[Stored items from a collection]
○ ○ ○ ○
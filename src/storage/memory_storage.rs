//! In-memory chain store.

use crate::core::block::{Block, Header};
use crate::core::transaction::Transaction;
use crate::storage::storage_trait::{Storage, StorageError};
use crate::types::encoding::Encode;
use crate::types::hash::Hash;
use std::collections::HashMap;
use std::sync::{Arc, PoisonError, RwLock, RwLockReadGuard, RwLockWriteGuard};

struct Entry {
    signed: Arc<Block>,
    committed: Arc<Block>,
}

struct Inner {
    /// Index = height.
    entries: Vec<Entry>,
    heights_by_hash: HashMap<Hash, u32>,
    transactions: HashMap<Hash, Transaction>,
}

impl Inner {
    fn height(&self) -> u32 {
        self.entries.len().saturating_sub(1) as u32
    }

    fn entry(&self, height: u32) -> Result<&Entry, StorageError> {
        self.entries
            .get(height as usize)
            .ok_or(StorageError::HeightTooHigh {
                height,
                current: self.height(),
            })
    }

    fn push(&mut self, signed: Arc<Block>, committed: Arc<Block>) {
        let height = self.entries.len() as u32;
        self.heights_by_hash.insert(committed.hash(), height);
        for tx in committed.transactions() {
            self.transactions.insert(tx.hash(), tx.clone());
        }
        self.entries.push(Entry { signed, committed });
    }
}

/// Chain store kept entirely in memory.
///
/// A single reader/writer lock covers every index, so readers never observe
/// a height without its hash and transaction entries.
pub struct MemoryStorage {
    inner: RwLock<Inner>,
}

impl MemoryStorage {
    fn read(&self) -> RwLockReadGuard<'_, Inner> {
        self.inner.read().unwrap_or_else(PoisonError::into_inner)
    }

    fn write(&self) -> RwLockWriteGuard<'_, Inner> {
        self.inner.write().unwrap_or_else(PoisonError::into_inner)
    }
}

impl Storage for MemoryStorage {
    fn new(genesis: Block) -> Self {
        let genesis = Arc::new(genesis);
        let mut inner = Inner {
            entries: Vec::new(),
            heights_by_hash: HashMap::new(),
            transactions: HashMap::new(),
        };
        inner.push(genesis.clone(), genesis);
        Self {
            inner: RwLock::new(inner),
        }
    }

    fn height(&self) -> u32 {
        self.read().height()
    }

    fn tip(&self) -> Hash {
        let inner = self.read();
        inner
            .entries
            .last()
            .map(|entry| entry.committed.hash())
            .unwrap_or_default()
    }

    fn header(&self, height: u32) -> Result<Header, StorageError> {
        self.read()
            .entry(height)
            .map(|entry| *entry.committed.header())
    }

    fn block(&self, height: u32) -> Result<Arc<Block>, StorageError> {
        self.read()
            .entry(height)
            .map(|entry| entry.committed.clone())
    }

    fn block_by_hash(&self, hash: &Hash) -> Result<Arc<Block>, StorageError> {
        let inner = self.read();
        let height = inner
            .heights_by_hash
            .get(hash)
            .copied()
            .ok_or(StorageError::BlockNotFound(*hash))?;
        inner.entry(height).map(|entry| entry.committed.clone())
    }

    fn transaction(&self, hash: &Hash) -> Result<Transaction, StorageError> {
        self.read()
            .transactions
            .get(hash)
            .cloned()
            .ok_or(StorageError::TransactionNotFound(*hash))
    }

    fn signed_blocks(
        &self,
        from: u32,
        to: u32,
        limit: usize,
        max_bytes: usize,
    ) -> Vec<Arc<Block>> {
        let inner = self.read();
        let tip = inner.height();
        let last = if to == 0 { tip } else { to.min(tip) };
        if from > last {
            return Vec::new();
        }

        let mut blocks = Vec::new();
        let mut size = 0;
        for entry in inner.entries[from as usize..=last as usize].iter().take(limit) {
            size += entry.signed.encoded_len();
            if size > max_bytes && !blocks.is_empty() {
                break;
            }
            blocks.push(entry.signed.clone());
        }
        blocks
    }

    fn append(&self, signed: Arc<Block>, committed: Arc<Block>) -> Result<(), StorageError> {
        let mut inner = self.write();
        let expected = inner.entries.len() as u32;
        if committed.height() != expected {
            return Err(StorageError::NotSequential {
                expected,
                actual: committed.height(),
            });
        }
        inner.push(signed, committed);
        Ok(())
    }
}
○ ○ ○ ○
The lines you need are those with the word "struct"; list them from the entries.

• Task result
struct Entry {
struct Inner {
pub struct MemoryStorage {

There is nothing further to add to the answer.